Another Attack On Election Reform: Congressional Redistricting Commissions
Lerner Family Associate Dean for Public Interest and Public Service Law; Professorial Lecturer in Law, George Washington University Law School
In 2011, the Supreme Court struck down an attempt by Arizona voters to strengthen the integrity of state government through a public financing scheme for state elections. Now, just four years later, the Court is weighing the constitutionality of Arizona voters’ next attempt at electoral reform. In this issue brief, Morrison argues that the Supreme Court should let stand the state’s independent redistricting commission, which voters created fifteen years ago to increase electoral competitiveness and put reasonable limits on partisan gerrymandering.
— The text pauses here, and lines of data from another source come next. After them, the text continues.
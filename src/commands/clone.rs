//! `lg clone`: bootstrap a working tree from existing lg metadata.
//!
//! The source may be the metadata directory itself, a working tree that has
//! one, or a pointer to one (the `.lg` marker or git's own `gitdir:` file).
//! The local working tree is adopted as-is; only the index is rebuilt.

use crate::commands::init::{create_store, ensure_no_metadata};
use crate::core::{
    config::Settings,
    context::{validate_topic_name, BASELINE_BRANCH, LEGACY_BASELINE_BRANCH},
    error::{LgError, Result},
    git::Vcs,
    marker::{Marker, MARKER_FILE},
    print_info, print_success,
};
use std::env;
use std::fs;
use std::path::{Path, PathBuf};

const ORIGIN: &str = "origin";
const GITDIR_PREFIX: &str = "gitdir:";

pub fn execute_clone(source: PathBuf, name: Option<String>, remote_dir: Option<PathBuf>) -> Result<()> {
    let settings = Settings::resolve(remote_dir)?;
    let topic = name.unwrap_or(settings.default_topic);
    validate_topic_name(&topic)?;

    let root = env::current_dir()?.canonicalize()?;
    ensure_no_metadata(&root)?;
    let source_dir = resolve_source(&source)?;
    log::info!("cloning from metadata at {}", source_dir.display());

    let git_repo = create_store(&root, settings.remote_dir.as_deref())?;
    let baseline = clone_from(&git_repo, &source_dir, &topic)?;

    print_success(&format!(
        "Cloned '{baseline}' from {} into {} (topic '{topic}')",
        source_dir.display(),
        root.display()
    ));
    print_info("Local files that differ from the baseline show up as unstaged edits");
    Ok(())
}

/// Fetch `source` into a fresh store and point the baseline at its tip.
///
/// Returns the name of the source's baseline branch.
pub fn clone_from(vcs: &dyn Vcs, source: &Path, topic: &str) -> Result<String> {
    vcs.add_remote(ORIGIN, source)?;
    vcs.fetch(ORIGIN)?;

    let remote = vcs.remote_branches(ORIGIN)?;
    let baseline = [BASELINE_BRANCH, LEGACY_BASELINE_BRANCH]
        .into_iter()
        .find(|name| remote.iter().any(|branch| branch == name))
        .ok_or_else(|| LgError::NotAnLgRepository {
            baseline: BASELINE_BRANCH.to_string(),
            legacy: LEGACY_BASELINE_BRANCH.to_string(),
        })?;

    vcs.reset_soft(&format!("{ORIGIN}/{baseline}"))?;
    // a fresh store has an empty index; rebuild it so the tree is not all deletions
    vcs.reset_index()?;
    vcs.create_branch(topic)?;
    Ok(baseline.to_string())
}

/// Find the git metadata directory `source` refers to
pub fn resolve_source(source: &Path) -> Result<PathBuf> {
    if !source.exists() {
        return Err(LgError::SourceNotFound {
            path: source.to_path_buf(),
        });
    }
    let source = source.canonicalize()?;

    if source.is_dir() {
        if is_metadata_dir(&source) {
            return Ok(source);
        }
        for entry in [".git", MARKER_FILE] {
            let candidate = source.join(entry);
            if candidate.is_dir() && is_metadata_dir(&candidate) {
                return Ok(candidate);
            }
            if candidate.is_file() {
                return follow_pointer(&candidate);
            }
        }
        return Err(LgError::InvalidSource { path: source });
    }
    follow_pointer(&source)
}

fn is_metadata_dir(path: &Path) -> bool {
    path.join("HEAD").is_file() && path.join("objects").is_dir()
}

/// Read a `gitdir:` file or an lg marker and return the directory it names
fn follow_pointer(file: &Path) -> Result<PathBuf> {
    let invalid = || LgError::InvalidSource {
        path: file.to_path_buf(),
    };

    let content = fs::read_to_string(file).map_err(|_| invalid())?;
    let target = match content.trim_start().strip_prefix(GITDIR_PREFIX) {
        Some(rest) => PathBuf::from(rest.trim()),
        None => Marker::read(file).map_err(|_| invalid())?.git_dir,
    };

    let target = if target.is_relative() {
        file.parent().map(|dir| dir.join(&target)).unwrap_or(target)
    } else {
        target
    };
    log::debug!("{} points at {}", file.display(), target.display());

    if !is_metadata_dir(&target) {
        return Err(invalid());
    }
    Ok(target.canonicalize()?)
}
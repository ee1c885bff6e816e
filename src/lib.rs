//! lg - private git branches on top of a Perforce workspace.
//!
//! A baseline branch mirrors what the legacy SCM holds; topic branches carry
//! local work and are rebased onto the baseline whenever files are imported.
//! Topic commits are exported back to p4 as a pending changelist.
//!
//! # Public API
//! The main public interface is re-exported from the [`core`] module, which provides:
//! - Git operations behind the [`Vcs`] capability trait
//! - Unified-diff translation into [`FileChange`] records
//! - The p4 export bridge
//! - Error handling and result types
//!
//! The workflow operations themselves live in [`commands`].

pub mod commands;
pub mod core;

// Re-export the core public API for external users
pub use core::{
    export_commands,
    translate,
    ChangeKind,
    CommitOutcome,
    FileChange,
    // Git operations
    GitRepo,
    LegacyScm,
    // Error handling
    LgError,
    Marker,
    P4Client,
    P4Command,
    P4Op,
    RepoContext,
    Result,
    // Configuration
    Settings,
    StageMode,
    TranslateMode,
    Vcs,
};
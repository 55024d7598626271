mod common;

// crates.io
use httpmock::prelude::*;
use serde_json::json;
use time::Duration;
// self
use common::*;
use parcel_quotes::{
	client::QuoteClient,
	error::{AuthError, Error},
	quote::{Parcel, QuoteQuery, ShippingOption},
};

const TOKEN_BODY: &str =
	"{\"access_token\":\"quotes-token\",\"token_type\":\"bearer\",\"expires_in\":3600}";

fn client(server: &MockServer) -> QuoteClient {
	let config = config_builder(&server.base_url()).build().expect("Test config should build.");

	QuoteClient::new(config).expect("Reqwest client should build.")
}

async fn mock_token<'a>(server: &'a MockServer, body: &str) -> httpmock::Mock<'a> {
	server
		.mock_async(|when, then| {
			when.method(POST).path(TOKEN_PATH);
			then.status(200).header("content-type", "application/json").body(body);
		})
		.await
}

#[tokio::test]
async fn reference_request_maps_to_single_option() {
	let server = MockServer::start_async().await;
	let token = mock_token(&server, TOKEN_BODY).await;
	let quotes = server
		.mock_async(|when, then| {
			when.method(POST)
				.path(QUOTES_PATH)
				.header("authorization", "Bearer quotes-token")
				.json_body(json!({
					"from": { "postal_code": "01310100" },
					"to": { "postal_code": "20040020" },
					"package": { "weight": 1.2, "height": 10.0, "width": 15.0, "length": 20.0 },
					"options": {
						"insurance_value": 0.0,
						"use_insurance_value": false,
						"own_hand": false,
						"receipt": false
					}
				}));
			then.status(200).header("content-type", "application/json").body(SEDEX_BODY);
		})
		.await;
	let options =
		client(&server).get_quotes(&sedex_query()).await.expect("Quote lookup should succeed.");

	assert_eq!(options, vec![ShippingOption {
		carrier: "Correios".into(),
		service_code: "SEDEX".into(),
		price: 24.90,
		estimated_days: 2,
	}]);

	token.assert_calls_async(1).await;
	quotes.assert_calls_async(1).await;
}

#[tokio::test]
async fn token_form_and_user_agent_are_sent() {
	let server = MockServer::start_async().await;
	let token = server
		.mock_async(|when, then| {
			when.method(POST)
				.path(TOKEN_PATH)
				.header("content-type", "application/x-www-form-urlencoded")
				.form_urlencoded_tuple("grant_type", "client_credentials")
				.form_urlencoded_tuple("client_id", "quotes-client")
				.form_urlencoded_tuple("client_secret", "quotes-secret");
			then.status(200).header("content-type", "application/json").body(TOKEN_BODY);
		})
		.await;
	let quotes = server
		.mock_async(|when, then| {
			when.method(POST)
				.path(QUOTES_PATH)
				.header("user-agent", "checkout-service/1.0")
				.header("accept", "application/json")
				.header("content-type", "application/json");
			then.status(200).header("content-type", "application/json").body("[]");
		})
		.await;
	let config = config_builder(&server.base_url())
		.user_agent("checkout-service/1.0")
		.build()
		.expect("Test config should build.");
	let options = QuoteClient::new(config)
		.expect("Reqwest client should build.")
		.get_quotes(&sedex_query())
		.await
		.expect("Lookup should succeed.");

	assert!(options.is_empty());

	token.assert_calls_async(1).await;
	quotes.assert_calls_async(1).await;
}

#[tokio::test]
async fn identical_lookups_hit_upstream_once() {
	let server = MockServer::start_async().await;
	let token = mock_token(&server, TOKEN_BODY).await;
	let quotes = server
		.mock_async(|when, then| {
			when.method(POST).path(QUOTES_PATH);
			then.status(200).header("content-type", "application/json").body(SEDEX_BODY);
		})
		.await;
	let client = client(&server);
	let first = client.get_quotes(&sedex_query()).await.expect("First lookup should succeed.");
	// Same route and parcel, formatted differently.
	let reformatted =
		QuoteQuery::new("01310100", "20040 020", vec![Parcel::new(1.2000001, 10., 15., 20.)], 0.);
	let second = client.get_quotes(&reformatted).await.expect("Second lookup should succeed.");

	assert_eq!(first, second);

	token.assert_calls_async(1).await;
	quotes.assert_calls_async(1).await;
}

#[tokio::test]
async fn cache_misses_again_after_ttl() {
	let server = MockServer::start_async().await;
	let _token = mock_token(&server, TOKEN_BODY).await;
	let quotes = server
		.mock_async(|when, then| {
			when.method(POST).path(QUOTES_PATH);
			then.status(200).header("content-type", "application/json").body(SEDEX_BODY);
		})
		.await;
	let config = config_builder(&server.base_url())
		.cache_ttl(Duration::milliseconds(300))
		.build()
		.expect("Test config should build.");
	let client = QuoteClient::new(config).expect("Reqwest client should build.");

	client.get_quotes(&sedex_query()).await.expect("Miss should fetch.");
	client.get_quotes(&sedex_query()).await.expect("Hit should be served from cache.");

	quotes.assert_calls_async(1).await;

	tokio::time::sleep(std::time::Duration::from_millis(400)).await;

	client.get_quotes(&sedex_query()).await.expect("Expired entry should refetch.");

	quotes.assert_calls_async(2).await;
}

#[tokio::test]
async fn empty_results_are_cached() {
	let server = MockServer::start_async().await;
	let _token = mock_token(&server, TOKEN_BODY).await;
	let quotes = server
		.mock_async(|when, then| {
			when.method(POST).path(QUOTES_PATH);
			then.status(200)
				.header("content-type", "application/json")
				.body("[{\"name\":\"PAC\",\"price\":0,\"has_error\":true}]");
		})
		.await;
	let client = client(&server);

	assert!(client.get_quotes(&sedex_query()).await.expect("Lookup should succeed.").is_empty());
	assert!(client.get_quotes(&sedex_query()).await.expect("Lookup should succeed.").is_empty());

	quotes.assert_calls_async(1).await;
}

#[tokio::test]
async fn client_errors_fail_fast() {
	let server = MockServer::start_async().await;
	let _token = mock_token(&server, TOKEN_BODY).await;
	let quotes = server
		.mock_async(|when, then| {
			when.method(POST).path(QUOTES_PATH);
			then.status(400)
				.header("content-type", "application/json")
				.body("{\"message\":\"The given data was invalid.\"}");
		})
		.await;
	let err = client(&server).get_quotes(&sedex_query()).await.expect_err("HTTP 400 must fail.");

	assert!(matches!(err, Error::Rejected { status: 400, ref body } if body.contains("invalid")));

	quotes.assert_calls_async(1).await;
}

#[tokio::test]
async fn server_errors_are_retried_once() {
	let server = MockServer::start_async().await;
	let _token = mock_token(&server, TOKEN_BODY).await;
	let quotes = server
		.mock_async(|when, then| {
			when.method(POST).path(QUOTES_PATH);
			then.status(503).body("unavailable");
		})
		.await;
	let err = client(&server).get_quotes(&sedex_query()).await.expect_err("HTTP 503 must fail.");

	assert!(err.is_retryable());

	quotes.assert_calls_async(2).await;
}

#[tokio::test]
async fn upstream_timeouts_are_retried() {
	let server = MockServer::start_async().await;
	let _token = mock_token(&server, TOKEN_BODY).await;
	let quotes = server
		.mock_async(|when, then| {
			when.method(POST).path(QUOTES_PATH);
			then.status(200)
				.header("content-type", "application/json")
				.body("[]")
				.delay(std::time::Duration::from_millis(500));
		})
		.await;
	let config = config_builder(&server.base_url())
		.request_timeout(Duration::milliseconds(100))
		.build()
		.expect("Test config should build.");
	let err = QuoteClient::new(config)
		.expect("Reqwest client should build.")
		.get_quotes(&sedex_query())
		.await
		.expect_err("Every attempt should time out.");

	assert!(matches!(err, Error::Transient(_)));

	quotes.assert_calls_async(2).await;
}

#[tokio::test]
async fn token_is_reused_while_valid() {
	let server = MockServer::start_async().await;
	let token = mock_token(&server, TOKEN_BODY).await;
	let _quotes = server
		.mock_async(|when, then| {
			when.method(POST).path(QUOTES_PATH);
			then.status(200).header("content-type", "application/json").body("[]");
		})
		.await;
	let client = client(&server);

	client.get_quotes(&sedex_query()).await.expect("First lookup should succeed.");

	tokio::time::sleep(std::time::Duration::from_secs(1)).await;

	let other = QuoteQuery::new("70040-010", "30130-010", vec![Parcel::new(0.3, 2., 11., 16.)], 0.);

	client.get_quotes(&other).await.expect("Second lookup should succeed.");

	token.assert_calls_async(1).await;
}

#[tokio::test]
async fn expired_token_triggers_one_refresh() {
	let server = MockServer::start_async().await;
	let token = mock_token(
		&server,
		"{\"access_token\":\"short-lived\",\"token_type\":\"bearer\",\"expires_in\":1}",
	)
	.await;
	let _quotes = server
		.mock_async(|when, then| {
			when.method(POST).path(QUOTES_PATH);
			then.status(200).header("content-type", "application/json").body("[]");
		})
		.await;
	let config = config_builder(&server.base_url())
		.token_skew(Duration::ZERO)
		.build()
		.expect("Test config should build.");
	let client = QuoteClient::new(config).expect("Reqwest client should build.");

	client.get_quotes(&sedex_query()).await.expect("First lookup should succeed.");

	tokio::time::sleep(std::time::Duration::from_millis(1100)).await;

	let other = QuoteQuery::new("70040-010", "30130-010", vec![Parcel::new(0.3, 2., 11., 16.)], 0.);

	client.get_quotes(&other).await.expect("Second lookup should succeed.");

	token.assert_calls_async(2).await;
}

#[tokio::test]
async fn token_endpoint_rejection_is_an_auth_error() {
	let server = MockServer::start_async().await;
	let token = server
		.mock_async(|when, then| {
			when.method(POST).path(TOKEN_PATH);
			then.status(401)
				.header("content-type", "application/json")
				.body("{\"error\":\"invalid_client\",\"error_description\":\"Unknown client.\"}");
		})
		.await;
	let quotes = server
		.mock_async(|when, then| {
			when.method(POST).path(QUOTES_PATH);
			then.status(200).header("content-type", "application/json").body("[]");
		})
		.await;
	let err = client(&server).get_quotes(&sedex_query()).await.expect_err("Auth must fail.");

	assert!(matches!(err, Error::Auth(AuthError::Rejected { status: Some(401), .. })));

	token.assert_calls_async(1).await;
	quotes.assert_calls_async(0).await;
}

#[tokio::test]
async fn token_without_access_token_is_an_auth_error() {
	let server = MockServer::start_async().await;
	let _token = mock_token(&server, "{\"token_type\":\"bearer\",\"expires_in\":3600}").await;
	let err = client(&server).get_quotes(&sedex_query()).await.expect_err("Auth must fail.");

	assert!(matches!(err, Error::Auth(AuthError::MalformedResponse { .. })));
}

#[tokio::test]
async fn unauthorized_quotes_response_forces_token_refresh() {
	let server = MockServer::start_async().await;
	let token = mock_token(&server, TOKEN_BODY).await;
	let quotes = server
		.mock_async(|when, then| {
			when.method(POST).path(QUOTES_PATH);
			then.status(401).body("{\"message\":\"Unauthenticated.\"}");
		})
		.await;
	let client = client(&server);

	client.get_quotes(&sedex_query()).await.expect_err("HTTP 401 is permanent.");
	client.get_quotes(&sedex_query()).await.expect_err("HTTP 401 is permanent.");

	token.assert_calls_async(2).await;
	quotes.assert_calls_async(2).await;
}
In Arizona State Legislature v. Arizona Independent Redistricting Commission, the Arizona legislature claims that the Constitution gives it the exclusive, non-delegable power to redraw the state’s Congressional districts. In this issue brief, Morrison asserts that the legislature lacks standing to challenge the constitutionality of the independent redistricting commission and that, even if the Court decides to hear the merits, the legislature’s arguments should be dismissed. As Morrison concludes: “For those who still sustain a hope that non-partisan redistricting commissions can reduce the likelihood of partisan gerrymandering, and thereby increase democracy in the process of selecting members of the House of Representatives, they should be rooting hard that the Court rejects the position of the Arizona legislature.”